Fig. 3. Example of a similarity measure for the gold distribution within an ore



    To compute the similarity of a query, composed of prospective data, and
a workflow case, the researchers modelled a series of similarity measures for
which the researchers had the choice between comparative tables, taxonomies
and integer or floating point functions. For their initial knowledge model the
researchers mainly relied on comparative tables.
    The study’s approach included the idea to model as much of the complex
knowledge present in the domain of ore refinement into the similarity measures
as possible. This was based on the assumption that the similarity based retrieval
approach provided by the use of CBR would allow to capture and counter most
of the vagueness still associated with the selection of the optimal process in
the hydrometallurgical treatment of refractory ores domain. For example, it was
possible to model into the similarity measures such facts as that the ore does not
need any more treatment if it contains gold grains greater than 15 micro meters
in diameter. Such facts are easy to integrate into the similarity measure and
thus are operational (having an effect) in the knowledge model. The researchers
deemed this capability of the similarity measures to capture and represent such
‘odd’ behaviours of the knowledge model very important. The study assumes
also that these ‘odd’ facts or bits of knowledge are hard to capture by rules,
and thus has ultimately kept another, rule-based approach of modelling the
hydrometallurgical domain knowledge, IntelliGold, from succeeding on a broad
scale [20].
    For the global similarity measure of the cases the researchers used a weighted
sum of the attributes local similarities.
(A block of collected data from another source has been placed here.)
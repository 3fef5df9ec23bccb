use async_trait::async_trait;

use super::types::AssetQuote;
use crate::error::ScanError;

#[async_trait]
pub trait MarketDataSource {
    /// Human-readable venue name, used in log lines.
    fn name(&self) -> &str;
    async fn fetch_quotes(&self) -> Result<Vec<AssetQuote>, ScanError>;
}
This allowed for the easy and obvious
emphasise of important attributes, such as for example ‘ Clay Present’, as the
presence of clay forbids a selection of hydrometallurgical treatments. As the
study mainly aiming for case retrieval, the need for adaptation knowledge was
minor. Therefore the researchers did not formalised any adaption knowledge.
The retrieval results achieved with the first knowledge model was described as
satisfying in accuracy and applicability by domain experts.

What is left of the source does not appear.